Early American films, photography and immigration from the Progressive era were the topics of discussion in today’s class. One of the silent films from what is known as the “primitive era” or “early cinema period” we examined is The Black Hand (1906). It is classed as the first gangster film and this is apparent from its titular connotations. The signing of the appellation “Black Hand” to a letter is associated with the Italian mafia’s means of communicating the significance of a threat, which will only conclude with death if requests are not fulfilled. The threat anxiety gangsters inflicted on society is symptomatic of a national xenophobia concerning the then-present mistrust of foreigners in the US. America’s treatment of white European immigrants in comparison to the treatment of blacks and Native Americans is a topic I am interested in because it exposes the racial inequalities of America’s race relations.

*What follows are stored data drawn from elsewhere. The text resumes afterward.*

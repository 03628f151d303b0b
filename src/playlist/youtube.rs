use serde::Deserialize;

use super::{non_empty, Playlist, PlaylistProvider};
use crate::coordinator::RequestDescriptor;
use crate::service::MusicService;

const DEFAULT_QUERY: &str = "rock music";
const DEFAULT_MAX_RESULTS: u32 = 5;

/// YouTube Data API playlist search, paginated with `pageToken`.
#[derive(Debug, Clone)]
pub struct YoutubePlaylists {
    query: String,
    max_results: u32,
}

impl YoutubePlaylists {
    pub fn new(query: impl Into<String>) -> Self {
        Self {
            query: query.into(),
            max_results: DEFAULT_MAX_RESULTS,
        }
    }

    pub fn with_max_results(mut self, max_results: u32) -> Self {
        self.max_results = max_results;
        self
    }
}

impl Default for YoutubePlaylists {
    fn default() -> Self {
        Self::new(DEFAULT_QUERY)
    }
}

/// `GET /search?type=playlist` response.
#[derive(Debug, Deserialize)]
#[serde(rename_all = "camelCase")]
pub struct YoutubeSearchPage {
    next_page_token: Option<String>,
    #[serde(default)]
    items: Vec<Item>,
}

#[derive(Debug, Deserialize)]
struct Item {
    id: ItemId,
    snippet: Option<Snippet>,
}

#[derive(Debug, Deserialize)]
#[serde(rename_all = "camelCase")]
struct ItemId {
    playlist_id: Option<String>,
}

#[derive(Debug, Deserialize)]
#[serde(rename_all = "camelCase")]
struct Snippet {
    title: Option<String>,
    description: Option<String>,
    channel_title: Option<String>,
    thumbnails: Option<Thumbnails>,
}

#[derive(Debug, Deserialize)]
struct Thumbnails {
    default: Option<Thumbnail>,
    medium: Option<Thumbnail>,
    high: Option<Thumbnail>,
}

#[derive(Debug, Deserialize)]
struct Thumbnail {
    url: String,
}

impl Thumbnails {
    fn best(self) -> Option<String> {
        self.high
            .or(self.medium)
            .or(self.default)
            .map(|thumbnail| thumbnail.url)
    }
}

impl PlaylistProvider for YoutubePlaylists {
    type Page = YoutubeSearchPage;

    fn service(&self) -> MusicService {
        MusicService::YoutubeMusic
    }

    fn initial_request(&self) -> RequestDescriptor {
        RequestDescriptor::endpoint("search")
            .with_query("part", "snippet")
            .with_query("type", "playlist")
            .with_query("q", self.query.as_str())
            .with_query("maxResults", self.max_results.to_string())
    }

    fn next_request(&self, page: &Self::Page) -> Option<RequestDescriptor> {
        let token = page.next_page_token.as_deref().filter(|t| !t.is_empty())?;
        Some(self.initial_request().with_query("pageToken", token))
    }

    fn into_items(&self, page: Self::Page) -> Vec<Playlist> {
        page.items
            .into_iter()
            .filter_map(|item| {
                let id = non_empty(item.id.playlist_id)?;
                let snippet = item.snippet;
                let (title, description, channel, thumbnails) = match snippet {
                    Some(s) => (s.title, s.description, s.channel_title, s.thumbnails),
                    None => (None, None, None, None),
                };
                Some(Playlist {
                    external_url: Some(format!("https://www.youtube.com/playlist?list={id}")),
                    title: title.unwrap_or_default(),
                    subtitle: non_empty(description),
                    image_url: thumbnails.and_then(Thumbnails::best),
                    track_count: None,
                    owner: non_empty(channel),
                    service: MusicService::YoutubeMusic,
                    id,
                })
            })
            .collect()
    }
}
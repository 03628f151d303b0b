use thiserror::Error;

/// Normalized authentication errors across identity providers.
#[derive(Debug, Clone, PartialEq, Eq, Error)]
pub enum AuthError {
    #[error("Not logged in")]
    NotLoggedIn,
    #[error("Already logged in")]
    AlreadyLoggedIn,
    #[error("No login in progress")]
    NoLoginInProgress,
    #[error("Login was cancelled")]
    LoginCancelled,
    #[error("OAuth state mismatch")]
    StateMismatch,
    #[error("Access denied: {0}")]
    AccessDenied(String),
    #[error("Expired or invalid grant")]
    ExpiredOrInvalidGrant,
    #[error("Configuration error: {0}")]
    Configuration(String),
    #[error("Invalid response: {0}")]
    InvalidResponse(String),
    #[error("Network error: {0}")]
    Network(String),
    #[error("IO error: {0}")]
    Io(String),
    #[error("Serialization error: {0}")]
    Serialization(String),
}

impl From<reqwest::Error> for AuthError {
    fn from(error: reqwest::Error) -> Self {
        Self::Network(error.to_string())
    }
}

impl From<std::io::Error> for AuthError {
    fn from(error: std::io::Error) -> Self {
        Self::Io(error.to_string())
    }
}

impl From<serde_json::Error> for AuthError {
    fn from(error: serde_json::Error) -> Self {
        Self::Serialization(error.to_string())
    }
}

impl From<toml::de::Error> for AuthError {
    fn from(error: toml::de::Error) -> Self {
        Self::Serialization(error.to_string())
    }
}

impl From<toml::ser::Error> for AuthError {
    fn from(error: toml::ser::Error) -> Self {
        Self::Serialization(error.to_string())
    }
}
//! `moodplay playlists` handler.

use crate::config::MoodplayConfig;
use crate::playlist::Playlist;
use crate::service::StreamService;

use super::auth::open_store;
use super::PlaylistArgs;

/// Handle `moodplay playlists <service>`.
pub async fn handle_playlists(args: PlaylistArgs) -> Result<(), Box<dyn std::error::Error>> {
    let config = MoodplayConfig::load()?;
    let stream = StreamService::new(args.service, &config, open_store(&config))?;

    if !stream.is_logged_in() {
        eprintln!(
            "❌ Not logged in to {}. Run `moodplay auth login {}` first.",
            args.service.display_name(),
            args.service
        );
        std::process::exit(1);
    }

    let mut feed = args.query.as_deref().map(|query| stream.playlists(query));

    for page in 1..=args.pages.max(1) {
        let items = match feed.as_mut() {
            Some(feed) => {
                if feed.is_exhausted() {
                    break;
                }
                feed.load_next_page().await?
            }
            None => stream.load_playlists().await?,
        };

        if items.is_empty() {
            println!("📭 No more playlists.");
            break;
        }

        println!("📄 Page {page}");
        for item in &items {
            print_playlist(item);
        }
    }
    Ok(())
}

fn print_playlist(item: &Playlist) {
    let tracks = item
        .track_count
        .map(|count| format!(" · {count} tracks"))
        .unwrap_or_default();
    let owner = item
        .owner
        .as_deref()
        .map(|owner| format!(" · by {owner}"))
        .unwrap_or_default();
    println!("  🎵 {}{owner}{tracks}", item.title);
    if let Some(url) = &item.external_url {
        println!("     {url}");
    }
}
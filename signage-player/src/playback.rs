use chrono::Utc;
use std::time::Duration;
use tokio::time::sleep;

use crate::playlist::{PlaybackReport, PlaylistEntry};
use crate::PlayerState;

const IDLE_WAIT: Duration = Duration::from_secs(5);

/// Rotates through the cached playlist forever. There is no renderer here,
/// each entry simply occupies its display duration before the next one.
pub async fn run(state: PlayerState) {
    loop {
        let next = state.cache.write().await.next_entry();
        let Some(entry) = next else {
            tracing::debug!("Playlist empty, idling");
            sleep(IDLE_WAIT).await;
            continue;
        };

        let report = play_entry(&state, &entry).await;

        if state.config.report_analytics {
            if let Err(e) = state.client.report_playback(&report).await {
                tracing::warn!("Failed to report playback of {}: {}", entry.filename, e);
            }
        }
    }
}

async fn play_entry(state: &PlayerState, entry: &PlaylistEntry) -> PlaybackReport {
    let planned = entry.display_duration.max(1);
    tracing::info!(
        "Playing {} ({}) for {}s from {}",
        entry.filename,
        entry.file_type,
        planned,
        entry.url
    );

    let started_at = Utc::now().naive_utc();
    sleep(Duration::from_secs(planned as u64)).await;
    let ended_at = Utc::now().naive_utc();

    build_report(&state.config.device_id, entry, started_at, ended_at)
}

fn build_report(
    device_id: &str,
    entry: &PlaylistEntry,
    started_at: chrono::NaiveDateTime,
    ended_at: chrono::NaiveDateTime,
) -> PlaybackReport {
    let actual = (ended_at - started_at).num_seconds().max(0) as i32;
    PlaybackReport {
        device_id: device_id.to_string(),
        media_id: Some(entry.media_id),
        filename: entry.filename.clone(),
        file_type: entry.file_type.clone(),
        started_at,
        ended_at: Some(ended_at),
        planned_duration: Some(entry.display_duration),
        actual_duration: Some(actual),
        completed: actual >= entry.display_duration,
    }
}

#[cfg(test)]
mod tests {
    use super::*;
    use chrono::NaiveDate;

    fn entry() -> PlaylistEntry {
        PlaylistEntry {
            media_id: 9,
            filename: "promo.mp4".into(),
            file_type: "video".into(),
            display_duration: 30,
            play_order: Some(1),
            url: "http://server/uploads/promo.mp4".into(),
        }
    }

    #[test]
    fn test_full_play_is_completed() {
        let start = NaiveDate::from_ymd_opt(2025, 6, 11)
            .unwrap()
            .and_hms_opt(10, 0, 0)
            .unwrap();
        let report = build_report("DEV1", &entry(), start, start + chrono::Duration::seconds(30));

        assert_eq!(report.actual_duration, Some(30));
        assert_eq!(report.planned_duration, Some(30));
        assert!(report.completed);
        assert_eq!(report.media_id, Some(9));
    }

    #[test]
    fn test_cut_short_play_is_incomplete() {
        let start = NaiveDate::from_ymd_opt(2025, 6, 11)
            .unwrap()
            .and_hms_opt(10, 0, 0)
            .unwrap();
        let report = build_report("DEV1", &entry(), start, start + chrono::Duration::seconds(12));

        assert_eq!(report.actual_duration, Some(12));
        assert!(!report.completed);
    }

    #[test]
    fn test_report_serializes_for_server() {
        let start = NaiveDate::from_ymd_opt(2025, 6, 11)
            .unwrap()
            .and_hms_opt(10, 0, 0)
            .unwrap();
        let report = build_report("DEV1", &entry(), start, start);
        let value = serde_json::to_value(&report).unwrap();

        assert_eq!(value["device_id"], "DEV1");
        assert_eq!(value["file_type"], "video");
        assert_eq!(value["started_at"], "2025-06-11T10:00:00");
    }
}
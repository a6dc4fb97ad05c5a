use axum::{
    body::Body,
    http::{Method, Request, StatusCode},
    Router,
};
use diesel::RunQueryDsl;
use serde_json::{json, Value};
use std::sync::Arc;
use tempfile::TempDir;
use tower::ServiceExt;

use crate::config::Config;
use crate::storage::LocalFileStore;
use crate::store::test_support::temp_store;
use crate::AppState;

const PNG_MAGIC: &[u8] = &[0x89, 0x50, 0x4E, 0x47, 0x0D, 0x0A, 0x1A, 0x0A, 0, 0, 0, 0];
const BOUNDARY: &str = "signage-test-boundary";

struct TestApp {
    router: Router,
    state: AppState,
    _dir: TempDir,
}

fn test_app() -> TestApp {
    let (store, dir) = temp_store();
    let upload_dir = dir.path().join("uploads");

    let config = Config::parse(&format!(
        r#"
[server]
host = "127.0.0.1"
port = 5000
public_url = "http://signage.test:5000"

[database]
url = "unused.db"

[storage]
upload_dir = "{}"

[logging]
level = "debug"
"#,
        upload_dir.display()
    ))
    .unwrap();

    let files = LocalFileStore::new(&upload_dir).unwrap();
    let state = AppState::new(store, Arc::new(files), config).unwrap();

    TestApp {
        router: crate::api::app(state.clone()),
        state,
        _dir: dir,
    }
}

impl TestApp {
    async fn send(&self, request: Request<Body>) -> (StatusCode, Value) {
        let response = self.router.clone().oneshot(request).await.unwrap();
        let status = response.status();
        let bytes = axum::body::to_bytes(response.into_body(), usize::MAX)
            .await
            .unwrap();
        let body = if bytes.is_empty() {
            Value::Null
        } else {
            serde_json::from_slice(&bytes).unwrap_or(Value::Null)
        };
        (status, body)
    }

    async fn get(&self, uri: &str) -> (StatusCode, Value) {
        self.send(Request::get(uri).body(Body::empty()).unwrap())
            .await
    }

    async fn json(&self, method: Method, uri: &str, body: Value) -> (StatusCode, Value) {
        self.send(
            Request::builder()
                .method(method)
                .uri(uri)
                .header("content-type", "application/json")
                .body(Body::from(body.to_string()))
                .unwrap(),
        )
        .await
    }

    async fn upload(&self, file_name: &str, bytes: &[u8], scheduling: Option<Value>) -> (StatusCode, Value) {
        let mut body = Vec::new();
        body.extend_from_slice(
            format!(
                "--{}\r\nContent-Disposition: form-data; name=\"file\"; filename=\"{}\"\r\nContent-Type: application/octet-stream\r\n\r\n",
                BOUNDARY, file_name
            )
            .as_bytes(),
        );
        body.extend_from_slice(bytes);
        body.extend_from_slice(b"\r\n");
        if let Some(scheduling) = scheduling {
            body.extend_from_slice(
                format!(
                    "--{}\r\nContent-Disposition: form-data; name=\"scheduling\"\r\n\r\n{}\r\n",
                    BOUNDARY, scheduling
                )
                .as_bytes(),
            );
        }
        body.extend_from_slice(format!("--{}--\r\n", BOUNDARY).as_bytes());

        self.send(
            Request::post("/upload")
                .header(
                    "content-type",
                    format!("multipart/form-data; boundary={}", BOUNDARY),
                )
                .body(Body::from(body))
                .unwrap(),
        )
        .await
    }

    async fn poll(&self, device_id: &str) -> Value {
        let (status, body) = self.get(&format!("/api/playlist/{}", device_id)).await;
        assert_eq!(status, StatusCode::OK);
        body
    }
}

#[tokio::test]
async fn test_first_poll_registers_device() {
    let app = test_app();

    let request = Request::get("/api/playlist/android-42?app_version=2.0")
        .header("x-forwarded-for", "10.1.2.3, 172.16.0.1")
        .body(Body::empty())
        .unwrap();
    let (status, body) = app.send(request).await;

    assert_eq!(status, StatusCode::OK);
    assert_eq!(body["device_id"], "android-42");
    assert_eq!(body["server_url"], "http://signage.test:5000");
    assert_eq!(body["playlist"], json!([]));

    let (_, devices) = app.get("/api/devices").await;
    assert_eq!(devices[0]["device_id"], "android-42");
    assert_eq!(devices[0]["device_name"], "TV-android-");
    assert_eq!(devices[0]["ip_address"], "10.1.2.3");
    assert_eq!(devices[0]["app_version"], "2.0");
    assert_eq!(devices[0]["content_count"], 0);
}

#[tokio::test]
async fn test_upload_assign_and_poll() {
    let app = test_app();
    app.poll("DEV1").await;

    let (status, body) = app
        .upload(
            "Lobby Loop.png",
            PNG_MAGIC,
            Some(json!({ "device_assignment": "DEV1", "display_duration": 15 })),
        )
        .await;
    assert_eq!(status, StatusCode::CREATED);
    assert_eq!(body["assignments_created"], 1);
    let media_id = body["media"]["id"].as_i64().unwrap();
    let filename = body["media"]["filename"].as_str().unwrap().to_string();
    assert!(filename.ends_with("_Lobby_Loop.png"));

    let playlist = app.poll("DEV1").await;
    let entries = playlist["playlist"].as_array().unwrap();
    assert_eq!(entries.len(), 1);
    assert_eq!(entries[0]["media_id"], media_id);
    assert_eq!(entries[0]["display_duration"], 15);
    assert_eq!(entries[0]["play_order"], 1);
    assert_eq!(
        entries[0]["url"],
        format!("http://signage.test:5000/uploads/{}", filename)
    );

    // Uploaded bytes are served back.
    let response = app
        .router
        .clone()
        .oneshot(
            Request::get(format!("/uploads/{}", filename))
                .body(Body::empty())
                .unwrap(),
        )
        .await
        .unwrap();
    assert_eq!(response.status(), StatusCode::OK);
}

#[tokio::test]
async fn test_upload_rejects_disallowed_type() {
    let app = test_app();
    let (status, body) = app.upload("payload.exe", b"MZ", None).await;
    assert_eq!(status, StatusCode::BAD_REQUEST);
    assert_eq!(body["code"], "VALIDATION_ERROR");
}

#[tokio::test]
async fn test_assign_errors_map_to_status_codes() {
    let app = test_app();
    app.poll("DEV1").await;
    let (_, uploaded) = app.upload("a.png", PNG_MAGIC, None).await;
    let media_id = uploaded["media"]["id"].clone();

    let (status, _) = app
        .json(
            Method::POST,
            "/api/assign-content",
            json!({ "device_id": "DEV1", "media_id": media_id }),
        )
        .await;
    assert_eq!(status, StatusCode::CREATED);

    let (status, body) = app
        .json(
            Method::POST,
            "/api/assign-content",
            json!({ "device_id": "DEV1", "media_id": media_id }),
        )
        .await;
    assert_eq!(status, StatusCode::CONFLICT);
    assert_eq!(body["code"], "DUPLICATE_ASSIGNMENT");

    let (status, body) = app
        .json(Method::POST, "/api/assign-content", json!({ "device_id": "DEV1" }))
        .await;
    assert_eq!(status, StatusCode::BAD_REQUEST);
    assert_eq!(body["code"], "VALIDATION_ERROR");

    let (status, body) = app
        .json(
            Method::POST,
            "/api/assign-content",
            json!({ "device_id": "DEV1", "media_id": 9999 }),
        )
        .await;
    assert_eq!(status, StatusCode::NOT_FOUND);
    assert_eq!(body["code"], "NOT_FOUND");
}

#[tokio::test]
async fn test_assign_all_and_reorder() {
    let app = test_app();
    for device in ["DEV1", "DEV2", "DEV3"] {
        app.poll(device).await;
    }
    let (_, first) = app.upload("first.png", PNG_MAGIC, None).await;
    let (_, second) = app.upload("second.png", PNG_MAGIC, None).await;
    let first_id = first["media"]["id"].as_i64().unwrap();
    let second_id = second["media"]["id"].as_i64().unwrap();

    let (status, body) = app
        .json(
            Method::POST,
            "/api/assign-all-devices",
            json!({ "media_id": first_id }),
        )
        .await;
    assert_eq!(status, StatusCode::OK);
    assert_eq!(body["assigned_count"], 3);

    app.json(
        Method::POST,
        "/api/assign-content",
        json!({ "device_id": "DEV1", "media_id": second_id }),
    )
    .await;

    let (_, content) = app.get("/api/device/DEV1/content").await;
    let content = content.as_array().unwrap();
    assert_eq!(content.len(), 2);
    let first_rule = content[0]["id"].clone();
    let second_rule = content[1]["id"].clone();

    let (status, _) = app
        .json(
            Method::PUT,
            "/api/device/reorder-content",
            json!({
                "device_id": "DEV1",
                "content_order": [
                    { "assignment_id": first_rule, "play_order": 3 },
                    { "assignment_id": second_rule, "play_order": 1 }
                ]
            }),
        )
        .await;
    assert_eq!(status, StatusCode::OK);

    let playlist = app.poll("DEV1").await;
    let order: Vec<i64> = playlist["playlist"]
        .as_array()
        .unwrap()
        .iter()
        .map(|e| e["media_id"].as_i64().unwrap())
        .collect();
    assert_eq!(order, vec![second_id, first_id]);
}

#[tokio::test]
async fn test_schedule_toggle_and_delete() {
    let app = test_app();
    app.poll("DEV1").await;
    let (_, uploaded) = app
        .upload(
            "promo.png",
            PNG_MAGIC,
            Some(json!({ "device_assignment": "all" })),
        )
        .await;
    let media_id = uploaded["media"]["id"].as_i64().unwrap();

    let (status, body) = app
        .json(
            Method::PUT,
            &format!("/api/media/{}/schedule", media_id),
            json!({ "days_of_week": ["mon", "funday"] }),
        )
        .await;
    assert_eq!(status, StatusCode::BAD_REQUEST);
    assert_eq!(body["code"], "VALIDATION_ERROR");

    let (status, body) = app
        .json(
            Method::PUT,
            &format!("/api/media/{}/schedule", media_id),
            json!({ "days_of_week": [], "display_duration": 25, "start_time": "00:00", "end_time": "23:59:59" }),
        )
        .await;
    assert_eq!(status, StatusCode::OK);
    assert_eq!(body["updated"], 1);

    let (_, detailed) = app.get("/api/media/detailed").await;
    assert_eq!(detailed[0]["display_duration"], 25);
    assert_eq!(detailed[0]["days_of_week"], json!(["all"]));

    let (status, _) = app
        .json(
            Method::PUT,
            &format!("/api/media/{}/toggle", media_id),
            json!({ "is_active": false }),
        )
        .await;
    assert_eq!(status, StatusCode::OK);
    assert_eq!(app.poll("DEV1").await["playlist"], json!([]));

    let (status, body) = app
        .send(
            Request::delete(format!("/api/media/{}", media_id))
                .body(Body::empty())
                .unwrap(),
        )
        .await;
    assert_eq!(status, StatusCode::OK);
    assert_eq!(body["rules_removed"], 1);
    assert_eq!(body["file_removed"], true);

    let (status, _) = app
        .send(
            Request::delete(format!("/api/media/{}", media_id))
                .body(Body::empty())
                .unwrap(),
        )
        .await;
    assert_eq!(status, StatusCode::NOT_FOUND);
}

#[tokio::test]
async fn test_last_update_tracks_mutations() {
    let app = test_app();
    let (_, before) = app.get("/api/system/last-update").await;

    app.poll("DEV1").await;
    let (_, after_poll) = app.get("/api/system/last-update").await;
    assert_eq!(before["version"], after_poll["version"]);

    app.upload("v.png", PNG_MAGIC, None).await;
    let (_, after_upload) = app.get("/api/system/last-update").await;
    assert!(after_upload["version"].as_u64().unwrap() > before["version"].as_u64().unwrap());
    assert_eq!(
        after_upload["version"].as_u64().unwrap(),
        app.state.store.version().current()
    );
}

#[tokio::test]
async fn test_device_metadata_survives_polling() {
    let app = test_app();
    app.poll("DEV1").await;

    let (status, body) = app
        .json(
            Method::PUT,
            "/api/device/DEV1",
            json!({ "custom_name": "Cafeteria", "location": "Building B" }),
        )
        .await;
    assert_eq!(status, StatusCode::OK);
    assert_eq!(body["custom_name"], "Cafeteria");

    app.poll("DEV1").await;
    let (_, devices) = app.get("/api/devices").await;
    assert_eq!(devices[0]["display_name"], "Cafeteria");
    assert_eq!(devices[0]["location"], "Building B");

    let (status, _) = app
        .json(Method::PUT, "/api/device/NOPE", json!({ "custom_name": "x" }))
        .await;
    assert_eq!(status, StatusCode::NOT_FOUND);
}

#[tokio::test]
async fn test_analytics_and_status() {
    let app = test_app();
    app.poll("DEV1").await;
    app.upload("s.png", PNG_MAGIC, None).await;

    let (status, _) = app
        .json(
            Method::POST,
            "/api/analytics",
            json!({
                "device_id": "DEV1",
                "filename": "s.png",
                "file_type": "image",
                "started_at": "2025-06-11T10:00:00",
                "ended_at": "2025-06-11T10:00:10",
                "planned_duration": 10,
                "actual_duration": 10,
                "completed": true
            }),
        )
        .await;
    assert_eq!(status, StatusCode::CREATED);

    let (status, body) = app
        .json(
            Method::POST,
            "/api/analytics",
            json!({
                "device_id": "DEV1",
                "filename": "s.png",
                "file_type": "hologram",
                "started_at": "2025-06-11T10:00:00"
            }),
        )
        .await;
    assert_eq!(status, StatusCode::BAD_REQUEST);
    assert_eq!(body["code"], "VALIDATION_ERROR");

    let (status, body) = app.get("/api/system/status").await;
    assert_eq!(status, StatusCode::OK);
    assert_eq!(body["status"], "running");
    assert_eq!(body["active_devices"], 1);
    assert_eq!(body["total_media"], 1);
}

#[tokio::test]
async fn test_storage_failure_is_opaque_500() {
    let app = test_app();
    app.poll("DEV1").await;

    app.state
        .store
        .write_untracked(|conn| {
            diesel::sql_query("DROP TABLE device_content").execute(conn)?;
            Ok(())
        })
        .unwrap();

    let (status, body) = app.get("/api/playlist/DEV1").await;
    assert_eq!(status, StatusCode::INTERNAL_SERVER_ERROR);
    assert_eq!(body["code"], "STORAGE_ERROR");
    assert_eq!(body["error"], "Storage is temporarily unavailable");
    assert!(!body.to_string().contains("device_content"));
}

The film also differentiates between America’s perception of the ‘good’ and ‘bad’ immigrant by juxtaposing the non-assimilated, gang affiliated criminal with the hard-working, partially assimilated, butcher.

The moral bifurcation of immigrants is also evident from Jacob Riis’s photography. Riis was one of the first photojournalists of America who later became known as “the great Emancipator of the slums” (qtd. in Quirke 561). Photography was the most important propagandist tool of the Progressive era because it could be utilised to reinforce social ideologies.

Figure 2: Jacob Riis’s “Bandits’ Roost” (1888). Web. 2011

The title of this photograph is “Bandit’s Roost” (1888) (see figure 2) which is the name of an alleyway in Manhattan’s Five Points neighbourhood, which is also the setting of the Scorsese’s film, Gangs of New York (2002).
The criminality of the immigrants is conveyed through their body language, the light and dark contrasts of the background and the weaponry in the foreground of the photograph. Riis is particularly interested in the concept of illumination, which conveys connotations of revelation and religion. His photography is illuminating their situation, while the photographic usage of light and its absence suggests the divine intervention he intends from social reformation.

There is also a sense of community apparent from the tight knit, proximity of the immigrants’ residency, which is sustained by the loyalty-at-all-costs ethos cementing their social unity. Martin Scorsese’s films emphasize the importance of group morality and intergroup loyalty in his microcosmic depiction of the mafia ethos.

Consequently, early American film and photography capture the social issues concerning immigrants, occupying America’s social consciousness.

Works Cited

Horton, Brian. Associated Press Guide to Photojournalism. New York: McGraw-Hill, 2001. Print.

Quirke, Carol. “Picturing the Poor: Jacob Riis Reform Photography.” Reviews in American History 36.4 (2008): 557-565. Project Muse. Web. 05 Oct. 2010.